Exercise requirements ▸
Output every entry exactly, from the first line to the last.

======== Material provided

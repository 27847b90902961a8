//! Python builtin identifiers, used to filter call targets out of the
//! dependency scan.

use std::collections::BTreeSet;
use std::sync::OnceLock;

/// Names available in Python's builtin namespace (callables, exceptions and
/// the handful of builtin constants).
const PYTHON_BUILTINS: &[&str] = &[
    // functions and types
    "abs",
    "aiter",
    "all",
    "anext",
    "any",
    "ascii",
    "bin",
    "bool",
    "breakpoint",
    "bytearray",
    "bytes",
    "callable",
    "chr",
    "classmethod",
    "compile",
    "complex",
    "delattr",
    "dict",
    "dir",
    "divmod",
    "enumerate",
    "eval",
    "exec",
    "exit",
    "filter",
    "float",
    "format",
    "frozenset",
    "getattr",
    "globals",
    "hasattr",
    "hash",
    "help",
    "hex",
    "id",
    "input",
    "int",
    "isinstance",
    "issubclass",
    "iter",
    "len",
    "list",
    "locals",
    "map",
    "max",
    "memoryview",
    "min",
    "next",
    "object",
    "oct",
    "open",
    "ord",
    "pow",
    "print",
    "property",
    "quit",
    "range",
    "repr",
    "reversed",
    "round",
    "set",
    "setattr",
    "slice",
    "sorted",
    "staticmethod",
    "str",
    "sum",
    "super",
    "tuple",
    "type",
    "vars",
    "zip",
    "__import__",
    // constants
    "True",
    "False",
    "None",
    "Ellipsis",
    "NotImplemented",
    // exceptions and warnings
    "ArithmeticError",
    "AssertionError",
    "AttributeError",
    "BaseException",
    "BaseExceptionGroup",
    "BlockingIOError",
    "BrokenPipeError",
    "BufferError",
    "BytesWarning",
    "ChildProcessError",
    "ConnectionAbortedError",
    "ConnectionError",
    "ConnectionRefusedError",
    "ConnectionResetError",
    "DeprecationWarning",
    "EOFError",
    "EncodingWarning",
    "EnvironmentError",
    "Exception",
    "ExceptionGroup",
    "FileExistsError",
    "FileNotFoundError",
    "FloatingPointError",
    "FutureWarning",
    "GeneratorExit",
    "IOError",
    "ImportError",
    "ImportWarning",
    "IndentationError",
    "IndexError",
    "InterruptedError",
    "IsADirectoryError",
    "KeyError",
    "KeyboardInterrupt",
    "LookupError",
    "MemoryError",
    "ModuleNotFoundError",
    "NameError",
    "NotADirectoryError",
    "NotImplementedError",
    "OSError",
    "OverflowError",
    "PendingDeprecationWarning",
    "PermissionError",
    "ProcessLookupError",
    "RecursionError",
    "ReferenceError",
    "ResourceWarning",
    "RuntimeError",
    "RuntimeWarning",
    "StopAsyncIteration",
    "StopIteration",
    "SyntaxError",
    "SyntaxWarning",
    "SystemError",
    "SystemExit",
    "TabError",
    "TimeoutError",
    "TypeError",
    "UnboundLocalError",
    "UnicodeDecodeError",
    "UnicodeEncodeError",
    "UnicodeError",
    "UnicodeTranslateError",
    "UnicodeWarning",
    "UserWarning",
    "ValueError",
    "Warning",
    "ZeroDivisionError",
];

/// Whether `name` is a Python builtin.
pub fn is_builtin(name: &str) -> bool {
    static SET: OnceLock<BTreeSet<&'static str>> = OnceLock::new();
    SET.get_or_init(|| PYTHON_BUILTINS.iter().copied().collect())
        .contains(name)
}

================

Result of the task ▸
repository 27847b90902961a8
//! Python builtin identifiers, used to filter call targets out of the
//! dependency scan.

use std::collections::BTreeSet;
use std::sync::OnceLock;

/// Names available in Python's builtin namespace (callables, exceptions and
/// the handful of builtin constants).
const PYTHON_BUILTINS: &[&str] = &[
    // functions and types
    "abs",
    "aiter",
    "all",
    "anext",
    "any",
    "ascii",
    "bin",
    "bool",
    "breakpoint",
    "bytearray",
    "bytes",
    "callable",
    "chr",
    "classmethod",
    "compile",
    "complex",
    "delattr",
    "dict",
    "dir",
    "divmod",
    "enumerate",
    "eval",
    "exec",
    "exit",
    "filter",
    "float",
    "format",
    "frozenset",
    "getattr",
    "globals",
    "hasattr",
    "hash",
    "help",
    "hex",
    "id",
    "input",
    "int",
    "isinstance",
    "issubclass",
    "iter",
    "len",
    "list",
    "locals",
    "map",
    "max",
    "memoryview",
    "min",
    "next",
    "object",
    "oct",
    "open",
    "ord",
    "pow",
    "print",
    "property",
    "quit",
    "range",
    "repr",
    "reversed",
    "round",
    "set",
    "setattr",
    "slice",
    "sorted",
    "staticmethod",
    "str",
    "sum",
    "super",
    "tuple",
    "type",
    "vars",
    "zip",
    "__import__",
    // constants
    "True",
    "False",
    "None",
    "Ellipsis",
    "NotImplemented",
    // exceptions and warnings
    "ArithmeticError",
    "AssertionError",
    "AttributeError",
    "BaseException",
    "BaseExceptionGroup",
    "BlockingIOError",
    "BrokenPipeError",
    "BufferError",
    "BytesWarning",
    "ChildProcessError",
    "ConnectionAbortedError",
    "ConnectionError",
    "ConnectionRefusedError",
    "ConnectionResetError",
    "DeprecationWarning",
    "EOFError",
    "EncodingWarning",
    "EnvironmentError",
    "Exception",
    "ExceptionGroup",
    "FileExistsError",
    "FileNotFoundError",
    "FloatingPointError",
    "FutureWarning",
    "GeneratorExit",
    "IOError",
    "ImportError",
    "ImportWarning",
    "IndentationError",
    "IndexError",
    "InterruptedError",
    "IsADirectoryError",
    "KeyError",
    "KeyboardInterrupt",
    "LookupError",
    "MemoryError",
    "ModuleNotFoundError",
    "NameError",
    "NotADirectoryError",
    "NotImplementedError",
    "OSError",
    "OverflowError",
    "PendingDeprecationWarning",
    "PermissionError",
    "ProcessLookupError",
    "RecursionError",
    "ReferenceError",
    "ResourceWarning",
    "RuntimeError",
    "RuntimeWarning",
    "StopAsyncIteration",
    "StopIteration",
    "SyntaxError",
    "SyntaxWarning",
    "SystemError",
    "SystemExit",
    "TabError",
    "TimeoutError",
    "TypeError",
    "UnboundLocalError",
    "UnicodeDecodeError",
    "UnicodeEncodeError",
    "UnicodeError",
    "UnicodeTranslateError",
    "UnicodeWarning",
    "UserWarning",
    "ValueError",
    "Warning",
    "ZeroDivisionError",
];

/// Whether `name` is a Python builtin.
pub fn is_builtin(name: &str) -> bool {
    static SET: OnceLock<BTreeSet<&'static str>> = OnceLock::new();
    SET.get_or_init(|| PYTHON_BUILTINS.iter().copied().collect())
        .contains(name)
}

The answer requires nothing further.